Dan selalu ada momentum untuk berubah. Kesempatan yang benar-benar menghujam ke dalam sanubari Kurniawan, yang menyentuh jauh di ruang kesadaran di dalam jiwa. It's time to quit now.
"Suatu waktu gue ngeliat temen gue (sesama pemain), Kuncoro, mau mati di depan gue (gara-gara narkoba). Di situ gue mulai bertekad untuk stop. Gue bilang ke diri sendiri, 'Cukup, Kur. Lu harus menghentikan ini semua.
"Ada satu omongan ibu yang selalu gue inget, dan itu membekas banget buat gue. Dia bilang, kamu gak bisa terus-terusan menampar mulut orang lain. Mereka semua sayang sama kamu. Kalo kamu sendiri gak sayang sama diri kamu, lalu kamu mau jadi apa?"
Saya selalu terdiam setiap kali orang menjadikan ibu sebagai inspirasi.
Wide, sang manajer, lalu menceritakan betapa kerasnya perjuangan Kurniawan untuk menyembuhkan dirinya. Pernah suatu waktu dia menjumpai Si Kurus dalam keadaan sakau, berguling-guling menderita di dalam kamar mandi. Tapi ketika Wide mencoba menghampiri, Kurniawan menolak. "Biarin gue, Wid, biarin gue. Gue harus melakukan ini semua supaya gue sembuh."
Kurniawan, yang namanya menjulang ketika bermain di tim Primavera Sampdoria, dan bermain di Eropa bersama FC Luzern (Swiss) di awal era 90-an, mengaku tak pernah melupakan orang-orang yang telah berjasa dalam karier suksesnya sebagai pemain bola, termasuk ketika dia terjatuh. Satu yang dia sebut adalah Henk Wullems, pelatihnya di PSM Makassar.
"Waktu itu gue males ngapa-ngapain. Kalau gak ada latihan, gue cuma makan, tidur, makan, tidur. Mandi aja kadang males. Lalu gue ngomong ke Pak Wullems, kalau gue main gak maksimal, tolong dibantu. Dia pengertian banget. Dia bilang, gak papa, yang penting ada niat (untuk berhenti narkoba).
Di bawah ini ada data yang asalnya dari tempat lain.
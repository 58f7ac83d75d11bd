//! Config subcommand handlers.

use dialoguer::{Input, Select};

use vaccimap_config::{Config, Profile};

use crate::cli::{ConfigArgs, ConfigCommand, GlobalOpts};
use crate::config;
use crate::error::CliError;
use crate::output;

const SETTABLE_KEYS: &str = "database_url, auth_token, auth_token_env, auth_required, \
                             testing_collection, vaccination_collection, ca_cert, timeout, \
                             sync_timeout, cascade_comments";

// ── Helpers ─────────────────────────────────────────────────────────

/// Map a dialoguer / interactive I/O failure into CliError.
fn prompt_err(e: impl std::fmt::Display) -> CliError {
    CliError::Validation {
        field: "interactive".into(),
        reason: format!("prompt failed: {e}"),
    }
}

fn parse_field<T: std::str::FromStr>(field: &str, value: &str, expected: &str) -> Result<T, CliError> {
    value.parse().map_err(|_| CliError::Validation {
        field: field.into(),
        reason: format!("must be {expected}"),
    })
}

/// Apply `key = value` to a profile.
fn set_profile_value(profile: &mut Profile, key: &str, value: String) -> Result<(), CliError> {
    match key {
        "database_url" | "database-url" | "url" => {
            vaccimap_config::parse_database_url(&value)?;
            profile.database_url = value;
        }
        "auth_token" | "auth-token" => profile.auth_token = Some(value),
        "auth_token_env" | "auth-token-env" => profile.auth_token_env = Some(value),
        "auth_required" | "auth-required" => {
            profile.auth_required = parse_field("auth_required", &value, "'true' or 'false'")?;
        }
        "testing_collection" | "testing-collection" => profile.testing_collection = Some(value),
        "vaccination_collection" | "vaccination-collection" => {
            profile.vaccination_collection = Some(value);
        }
        "ca_cert" | "ca-cert" => profile.ca_cert = Some(value.into()),
        "timeout" => {
            profile.timeout = Some(parse_field("timeout", &value, "a number (seconds)")?);
        }
        "sync_timeout" | "sync-timeout" => {
            profile.sync_timeout = Some(parse_field("sync_timeout", &value, "a number (seconds)")?);
        }
        "cascade_comments" | "cascade-comments" => {
            profile.cascade_comments =
                parse_field("cascade_comments", &value, "'true' or 'false'")?;
        }
        other => {
            return Err(CliError::Validation {
                field: other.into(),
                reason: format!("unknown config key '{other}'. Valid keys: {SETTABLE_KEYS}"),
            });
        }
    }
    Ok(())
}

fn require_profile<'a>(cfg: &'a Config, name: &str) -> Result<&'a Profile, CliError> {
    cfg.profiles
        .get(name)
        .ok_or_else(|| CliError::ProfileNotFound {
            name: name.into(),
            available: config::available_profiles(cfg),
        })
}

// ── Handler ─────────────────────────────────────────────────────────

pub fn handle(args: ConfigArgs, global: &GlobalOpts) -> Result<(), CliError> {
    match args.command {
        // ── Init: interactive wizard ────────────────────────────────
        ConfigCommand::Init => {
            let config_path = config::config_path();
            eprintln!("VacciMap configuration wizard");
            eprintln!("   Config path: {}\n", config_path.display());

            let profile_name: String = Input::new()
                .with_prompt("Profile name")
                .default("default".into())
                .interact_text()
                .map_err(prompt_err)?;

            let database_url: String = Input::new()
                .with_prompt("Database URL")
                .validate_with(|input: &String| {
                    vaccimap_config::parse_database_url(input)
                        .map(|_| ())
                        .map_err(|e| e.to_string())
                })
                .interact_text()
                .map_err(prompt_err)?;

            let mut profile = Profile::new(database_url);

            let auth_choices = &[
                "No token (public database rules)",
                "Store a token in the system keyring (recommended)",
                "Save a token to the config file (plaintext)",
            ];
            let auth_selection = Select::new()
                .with_prompt("Authentication")
                .items(auth_choices)
                .default(0)
                .interact()
                .map_err(prompt_err)?;

            if auth_selection > 0 {
                let token = rpassword::prompt_password("Auth token: ").map_err(prompt_err)?;
                if token.is_empty() {
                    return Err(CliError::Validation {
                        field: "auth_token".into(),
                        reason: "token cannot be empty".into(),
                    });
                }
                profile.auth_required = true;
                if auth_selection == 1 {
                    vaccimap_config::store_auth_token(&profile_name, &token)?;
                    eprintln!("   Token stored in system keyring");
                } else {
                    profile.auth_token = Some(token);
                }
            }

            let mut cfg = config::load_config_or_default();
            cfg.profiles.insert(profile_name.clone(), profile);
            cfg.default_profile = Some(profile_name.clone());
            config::save_config(&cfg)?;

            eprintln!("\nConfiguration written to {}", config_path.display());
            eprintln!("  Active profile: {profile_name}");
            eprintln!("\n  Test it: vaccimap sites list");
            Ok(())
        }

        // ── Show ────────────────────────────────────────────────────
        ConfigCommand::Show => {
            let cfg = config::load_config_or_default();
            let out = output::render_single(
                &global.output,
                &cfg,
                |c| toml::to_string_pretty(c).unwrap_or_else(|_| format!("{c:#?}")),
                |c| c.default_profile.clone().unwrap_or_default(),
            )?;
            output::print_output(&out, global.quiet);
            Ok(())
        }

        // ── Set <key> <value> ───────────────────────────────────────
        ConfigCommand::Set { key, value } => {
            let mut cfg = config::load_config_or_default();
            let profile_name = config::active_profile_name(global, &cfg);

            let profile = cfg
                .profiles
                .entry(profile_name.clone())
                .or_insert_with(|| Profile::new(String::new()));
            set_profile_value(profile, &key, value)?;

            config::save_config(&cfg)?;
            eprintln!("Set {key} on profile '{profile_name}'");
            Ok(())
        }

        // ── Profiles ────────────────────────────────────────────────
        ConfigCommand::Profiles => {
            let cfg = config::load_config_or_default();
            let default = cfg.default_profile.as_deref().unwrap_or("default");
            if cfg.profiles.is_empty() {
                eprintln!("No profiles configured. Run: vaccimap config init");
            } else {
                for name in cfg.profiles.keys() {
                    let marker = if name == default { " *" } else { "" };
                    println!("{name}{marker}");
                }
            }
            Ok(())
        }

        // ── Use <name> ─────────────────────────────────────────────
        ConfigCommand::Use { name } => {
            let mut cfg = config::load_config_or_default();
            require_profile(&cfg, &name)?;

            cfg.default_profile = Some(name.clone());
            config::save_config(&cfg)?;
            eprintln!("Default profile set to '{name}'");
            Ok(())
        }

        // ── SetToken ────────────────────────────────────────────────
        ConfigCommand::SetToken { profile } => {
            let cfg = config::load_config_or_default();
            let profile_name = profile.unwrap_or_else(|| config::active_profile_name(global, &cfg));
            require_profile(&cfg, &profile_name)?;

            let token = rpassword::prompt_password("Auth token: ").map_err(prompt_err)?;
            if token.is_empty() {
                return Err(CliError::Validation {
                    field: "auth_token".into(),
                    reason: "token cannot be empty".into(),
                });
            }

            vaccimap_config::store_auth_token(&profile_name, &token)?;
            eprintln!("Token stored in system keyring for profile '{profile_name}'");
            Ok(())
        }

        // ── RemoveToken ─────────────────────────────────────────────
        ConfigCommand::RemoveToken { profile } => {
            let cfg = config::load_config_or_default();
            let profile_name = profile.unwrap_or_else(|| config::active_profile_name(global, &cfg));

            vaccimap_config::delete_auth_token(&profile_name)?;
            eprintln!("Token removed from system keyring for profile '{profile_name}'");
            Ok(())
        }
    }
}

#[cfg(test)]
#[allow(clippy::unwrap_used)]
mod tests {
    use super::*;

    #[test]
    fn set_updates_profile_fields() {
        let mut profile = Profile::new("https://a.example.com");
        set_profile_value(&mut profile, "database-url", "https://b.example.com".into()).unwrap();
        set_profile_value(&mut profile, "cascade_comments", "false".into()).unwrap();
        set_profile_value(&mut profile, "sync-timeout", "5".into()).unwrap();

        assert_eq!(profile.database_url, "https://b.example.com");
        assert!(!profile.cascade_comments);
        assert_eq!(profile.sync_timeout, Some(5));
    }

    #[test]
    fn set_rejects_bad_values() {
        let mut profile = Profile::new("https://a.example.com");
        assert!(set_profile_value(&mut profile, "timeout", "soon".into()).is_err());
        assert!(set_profile_value(&mut profile, "database_url", "nope".into()).is_err());
        assert!(set_profile_value(&mut profile, "colour", "red".into()).is_err());
        assert_eq!(profile.database_url, "https://a.example.com");
    }
}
Gue sangat bersyukur punya orang-orang yang mendukung gue kala di bawah."
Selain narkoba, pengalaman lain yang membuat seorang Kurniawan merasa sangat down adalah ketika dia kembali ke tanah air setelah menimba ilmu di Italia bersama tim Primavera Sampdoria.
"Dua tahun di negara orang, homesick juga lah. Tapi waktu balik ke Indonesia, gue ternyata dihajar di sana-sini, diserang media, dianggap tidak tahu diri karena sudah dibantu masuk Sampdoria, dan lain-lain," tuturnya.
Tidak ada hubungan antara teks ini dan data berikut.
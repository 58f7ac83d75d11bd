// ── Generic reactive keyed collection ──
//
// Concurrent storage with O(1) lookups and push-based change
// notification via `watch` channels.

use std::hash::Hash;
use std::sync::Arc;

use dashmap::DashMap;
use tokio::sync::watch;

/// A reactive collection of entities keyed by `K`.
///
/// Uses `DashMap` for concurrent lookups and `watch` channels for
/// push-based change notification. Every mutation bumps a version counter
/// and rebuilds the key-ordered snapshot that subscribers receive.
pub(crate) struct EntityCollection<K, T>
where
    K: Eq + Hash + Ord + Clone + Send + Sync + 'static,
    T: Send + Sync + 'static,
{
    by_key: DashMap<K, Arc<T>>,

    /// Version counter, bumped on every mutation.
    version: watch::Sender<u64>,

    /// Full snapshot ordered by key, rebuilt on mutation.
    snapshot: watch::Sender<Arc<Vec<Arc<T>>>>,
}

impl<K, T> EntityCollection<K, T>
where
    K: Eq + Hash + Ord + Clone + Send + Sync + 'static,
    T: Send + Sync + 'static,
{
    pub(crate) fn new() -> Self {
        let (version, _) = watch::channel(0u64);
        let (snapshot, _) = watch::channel(Arc::new(Vec::new()));

        Self {
            by_key: DashMap::new(),
            version,
            snapshot,
        }
    }

    /// Insert or replace an entity. Returns `true` if the key was new.
    pub(crate) fn upsert(&self, key: K, entity: T) -> bool {
        let is_new = self.by_key.insert(key, Arc::new(entity)).is_none();
        self.rebuild_snapshot();
        self.bump_version();
        is_new
    }

    /// Remove an entity by key. Returns the removed entity if it existed.
    pub(crate) fn remove(&self, key: &K) -> Option<Arc<T>> {
        let removed = self.by_key.remove(key).map(|(_, v)| v);
        if removed.is_some() {
            self.rebuild_snapshot();
            self.bump_version();
        }
        removed
    }

    pub(crate) fn get(&self, key: &K) -> Option<Arc<T>> {
        self.by_key.get(key).map(|r| Arc::clone(r.value()))
    }

    /// Get the current snapshot (cheap `Arc` clone).
    pub(crate) fn snapshot(&self) -> Arc<Vec<Arc<T>>> {
        self.snapshot.borrow().clone()
    }

    /// Subscribe to snapshot changes via a `watch::Receiver`.
    pub(crate) fn subscribe(&self) -> watch::Receiver<Arc<Vec<Arc<T>>>> {
        self.snapshot.subscribe()
    }

    /// Remove all entities.
    pub(crate) fn clear(&self) {
        self.by_key.clear();
        self.rebuild_snapshot();
        self.bump_version();
    }

    pub(crate) fn len(&self) -> usize {
        self.by_key.len()
    }

    pub(crate) fn is_empty(&self) -> bool {
        self.by_key.is_empty()
    }

    /// Number of mutations applied since creation.
    pub(crate) fn version(&self) -> u64 {
        *self.version.borrow()
    }

    // ── Private helpers ──────────────────────────────────────────────

    /// Collect all values in key order and broadcast to subscribers.
    fn rebuild_snapshot(&self) {
        let mut entries: Vec<(K, Arc<T>)> = self
            .by_key
            .iter()
            .map(|r| (r.key().clone(), Arc::clone(r.value())))
            .collect();
        entries.sort_by(|a, b| a.0.cmp(&b.0));
        let values: Vec<Arc<T>> = entries.into_iter().map(|(_, v)| v).collect();
        // `send_modify` updates unconditionally, even with zero receivers.
        self.snapshot.send_modify(|snap| *snap = Arc::new(values));
    }

    fn bump_version(&self) {
        self.version.send_modify(|v| *v += 1);
    }
}

#[cfg(test)]
#[allow(clippy::unwrap_used)]
mod tests {
    use super::*;

    #[test]
    fn upsert_returns_true_for_new_key() {
        let col: EntityCollection<String, String> = EntityCollection::new();
        assert!(col.upsert("key1".into(), "hello".into()));
    }

    #[test]
    fn upsert_returns_false_for_existing_key() {
        let col: EntityCollection<String, String> = EntityCollection::new();
        col.upsert("key1".into(), "hello".into());
        assert!(!col.upsert("key1".into(), "world".into()));
        assert_eq!(*col.get(&"key1".into()).unwrap(), "world");
        assert_eq!(col.len(), 1);
    }

    #[test]
    fn remove_missing_key_is_noop() {
        let col: EntityCollection<String, String> = EntityCollection::new();
        col.upsert("a".into(), "x".into());
        let before = col.version();

        assert!(col.remove(&"zzz".into()).is_none());
        assert_eq!(col.version(), before);
        assert_eq!(col.len(), 1);
    }

    #[test]
    fn clear_empties_everything() {
        let col: EntityCollection<String, String> = EntityCollection::new();
        col.upsert("a".into(), "x".into());
        col.upsert("b".into(), "y".into());

        col.clear();
        assert!(col.is_empty());
        assert!(col.snapshot().is_empty());
    }

    #[test]
    fn snapshot_is_key_ordered() {
        let col: EntityCollection<String, &'static str> = EntityCollection::new();
        col.upsert("c".into(), "third");
        col.upsert("a".into(), "first");
        col.upsert("b".into(), "second");

        let snap = col.snapshot();
        let values: Vec<&str> = snap.iter().map(|v| **v).collect();
        assert_eq!(values, vec!["first", "second", "third"]);
    }

    #[test]
    fn subscribers_see_mutations() {
        let col: EntityCollection<String, String> = EntityCollection::new();
        let mut rx = col.subscribe();
        assert!(!rx.has_changed().unwrap());

        col.upsert("a".into(), "x".into());
        assert!(rx.has_changed().unwrap());
        assert_eq!(rx.borrow_and_update().len(), 1);
    }
}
"Gue sangat tidak menduga, padahal alasan sesungguhnya gue pulang sudah gue sampaikan juga ke PSSI, waktu itu ketuanya Pak Azwar Anas. Waktu itu gue merasa gak ada yang bantuin gue. Bahkan sempet gak dipanggil timnas."
Waktu saya tanya, apa alasan sesungguhnya itu, Kurniawan tahu-tahu nyengir. "Tunggu aja ya, kita lagi bikin bukunya. Hahahaa..."
Oke, Kur, kita tunggu.
Sampai di situ sang manajer memberi isyarat untuk mengakhiri wawancara. Kurniawan harus berangkat ke stadion Mandala untuk mengikuti sebuah ajang pencarian bakat usia muda yang digagas oleh sebuah produk sampo. Dia direkrut sebagai talent scout.
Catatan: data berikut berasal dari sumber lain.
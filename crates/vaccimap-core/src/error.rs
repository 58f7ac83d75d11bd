// ── Core error types ──
//
// User-facing errors from vaccimap-core. Consumers never see HTTP status
// codes or SSE framing directly; the `From<vaccimap_api::Error>` impl
// translates transport-layer errors into domain variants.

use thiserror::Error;

/// Unified error type for the core crate.
#[derive(Debug, Error)]
pub enum CoreError {
    // ── Data errors ──────────────────────────────────────────────────
    #[error("Malformed site record: {reason}")]
    MalformedRecord { reason: String },

    #[error("Invalid coordinate: {reason}")]
    InvalidCoordinate { reason: String },

    #[error("Site not found: {key}")]
    SiteNotFound { key: String },

    #[error("Validation failed: {message}")]
    ValidationFailed { message: String },

    // ── Remote errors ────────────────────────────────────────────────
    #[error("Write rejected by the database: {message}")]
    WriteFailed {
        message: String,
        /// HTTP status code, when the rejection came over REST.
        status: Option<u16>,
    },

    #[error("Cannot connect to database at {url}: {reason}")]
    ConnectionFailed { url: String, reason: String },

    #[error("Permission denied: {message}")]
    PermissionDenied { message: String },

    #[error("Timed out after {timeout_secs}s")]
    Timeout { timeout_secs: u64 },

    #[error("Not connected")]
    Disconnected,

    // ── Configuration errors ─────────────────────────────────────────
    #[error("Configuration error: {message}")]
    Config { message: String },

    // ── Internal errors ──────────────────────────────────────────────
    #[error("Internal error: {0}")]
    Internal(String),
}

impl CoreError {
    pub(crate) fn malformed(reason: impl Into<String>) -> Self {
        Self::MalformedRecord {
            reason: reason.into(),
        }
    }

    /// Reclassify a remote failure that happened while writing.
    ///
    /// Connection and permission problems keep their own variants; any
    /// other rejection becomes [`CoreError::WriteFailed`].
    pub(crate) fn into_write_failure(self) -> Self {
        match self {
            Self::Internal(message) => Self::WriteFailed {
                message,
                status: None,
            },
            other => other,
        }
    }
}

// ── Conversion from transport-layer errors ───────────────────────────

impl From<vaccimap_api::Error> for CoreError {
    fn from(err: vaccimap_api::Error) -> Self {
        match err {
            vaccimap_api::Error::Transport(ref e) => {
                if e.is_timeout() {
                    CoreError::Timeout { timeout_secs: 0 }
                } else if e.is_connect() {
                    CoreError::ConnectionFailed {
                        url: e
                            .url()
                            .map(|u| strip_query(u.clone()))
                            .unwrap_or_else(|| "<unknown>".into()),
                        reason: e.to_string(),
                    }
                } else {
                    CoreError::WriteFailed {
                        message: e.to_string(),
                        status: e.status().map(|s| s.as_u16()),
                    }
                }
            }
            vaccimap_api::Error::InvalidUrl(e) => CoreError::Config {
                message: format!("Invalid database URL: {e}"),
            },
            vaccimap_api::Error::CannotBeABase(url) => CoreError::Config {
                message: format!("Database URL cannot carry a path: {url}"),
            },
            vaccimap_api::Error::Tls(msg) => CoreError::ConnectionFailed {
                url: String::new(),
                reason: format!("TLS error: {msg}"),
            },
            vaccimap_api::Error::PermissionDenied { message } => {
                CoreError::PermissionDenied { message }
            }
            vaccimap_api::Error::AuthRevoked => CoreError::PermissionDenied {
                message: "auth token revoked".into(),
            },
            vaccimap_api::Error::Api { status, message } => CoreError::WriteFailed {
                message,
                status: Some(status),
            },
            vaccimap_api::Error::StreamCancelled { reason } => CoreError::ConnectionFailed {
                url: String::new(),
                reason: format!("event stream cancelled: {reason}"),
            },
            vaccimap_api::Error::Deserialization { message, body: _ } => {
                CoreError::Internal(format!("Deserialization error: {message}"))
            }
        }
    }
}

/// Never leak the auth token carried in the query string.
fn strip_query(mut url: url::Url) -> String {
    url.set_query(None);
    url.to_string()
}

#[cfg(test)]
#[allow(clippy::unwrap_used)]
mod tests {
    use super::*;

    #[test]
    fn permission_denied_maps_through() {
        let err: CoreError = vaccimap_api::Error::PermissionDenied {
            message: "Permission denied".into(),
        }
        .into();
        assert!(matches!(err, CoreError::PermissionDenied { .. }));
    }

    #[test]
    fn api_rejection_is_write_failure() {
        let err: CoreError = vaccimap_api::Error::Api {
            status: 400,
            message: "Invalid data; couldn't parse JSON object".into(),
        }
        .into();
        match err {
            CoreError::WriteFailed { status, .. } => assert_eq!(status, Some(400)),
            other => panic!("unexpected: {other:?}"),
        }
    }

    #[test]
    fn bad_response_body_becomes_write_failure_when_writing() {
        let err: CoreError = vaccimap_api::Error::Deserialization {
            message: "expected struct".into(),
            body: "[]".into(),
        }
        .into();
        assert!(matches!(err, CoreError::Internal(_)));
        assert!(matches!(
            err.into_write_failure(),
            CoreError::WriteFailed { status: None, .. }
        ));
    }

    #[test]
    fn query_is_stripped_from_urls() {
        let url = url::Url::parse("https://db.example.com/a.json?auth=secret").unwrap();
        assert_eq!(strip_query(url), "https://db.example.com/a.json");
    }
}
"Alhamdulillah, walaupun sudah pensiun tapi masih ada yang cari. Rejeki sudah diatur Allah. Makanya gue selalu bilang ke junior-junior gue, di sini, pemain bola yang berhasil bukanlah ketika dia masih berjaya di lapangan, tapi bagaimana setelah dia pensiun," ucapnya.
Kami lalu berangkat ke stadion. Wide menawarkan kepada saya untuk kembali ke hotel di malam hari dan melanjutkan obrolan. Tentang warna-warni karier Si Kurus, tentang nilai-nilai yang dia bawa dari Eropa, tentang pemain-pemain senior yang dia benci karena tidak mau membantu juniornya saat tidak digaji oleh klubnya... tentang keberanian bersikap yang ingin dia tularkan kepada adik-adiknya, bahwa pemain punya hak untuk tidak dijadikan mesin semata oleh klub mereka.